Bisher hiess es seitens der Behörden, ein weiterer Autobahnanschluss zwischen Hunzenschwil (Aarau Ost) und Kölliken (Aarau West) sei ausgeschlossen. Kantonsingenieur Rolf H. Meier erklärte stets, der Bund habe eine zusätzliche Auffahrt «klar abgelehnt». Zum Beispiel bei der A1-Brücke zwischen Gränichen und Suhr.

An der Abgeordnetenversammlung von AargauSüd impuls am Donnerstag in Reinach waren aus dem Mund des Kantonsingenieurs ganz neue Töne zu hören. Er sagte «Aarau Mitte». In Absprache mit dem Bundsamt für Strassen (Astra) wird auf der Ebene einer strategischen Planung die Option eines Halbanschlusses zwischen Suhr und Oberentfelden geprüft – als Ergänzung zur Südumfahrung, die sich ebenfalls noch in einem frühen Planungsstadium befindet. Die Ab- und Auffahrt wäre nur von und nach Zürich möglich. Automobilisten aus dem Wynental würden auf der Südumfahrung ins Gebiet Weltimatt fahren, dann auf die A1 gehen und zurück Richtung Osten fahren.
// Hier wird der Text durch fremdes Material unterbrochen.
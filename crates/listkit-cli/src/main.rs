mod cli;
mod commands;
mod error;
mod output;

use std::process::ExitCode;

use clap::Parser;
use tracing_subscriber::{fmt, prelude::*, EnvFilter};

use crate::cli::Cli;
use crate::error::CliError;

#[tokio::main]
async fn main() -> ExitCode {
    init_tracing();

    match run().await {
        Ok(code) => code,
        Err(error) => {
            eprintln!("error: {error}");
            ExitCode::from(error.exit_code())
        }
    }
}

async fn run() -> Result<ExitCode, CliError> {
    let cli = Cli::parse();

    let listing = commands::run(&cli).await?;
    output::render(&listing, cli.format, cli.pretty)?;

    Ok(ExitCode::SUCCESS)
}

/// Logs go to stderr so stdout stays machine-readable.
fn init_tracing() {
    let filter = EnvFilter::try_from_env("LISTKIT_LOG").unwrap_or_else(|_| EnvFilter::new("warn"));

    tracing_subscriber::registry()
        .with(filter)
        .with(fmt::layer().compact().with_writer(std::io::stderr))
        .init();
}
Wer nach Richtung Bern will, benutzt den bestehenden Anschluss Aarau West.

Zukunftsmusik? Meier sagt nur so viel: «Wir überprüfen, was dieser Halbanschluss für Konsequenzen hätte.».

Nichts Neues sagte er zum Baubeginn der Ostumfahrung Suhr: Optimisten rechneten mit 2023, Pessimisten mit 2027 – und die Wahrheit liege wohl dazwischen.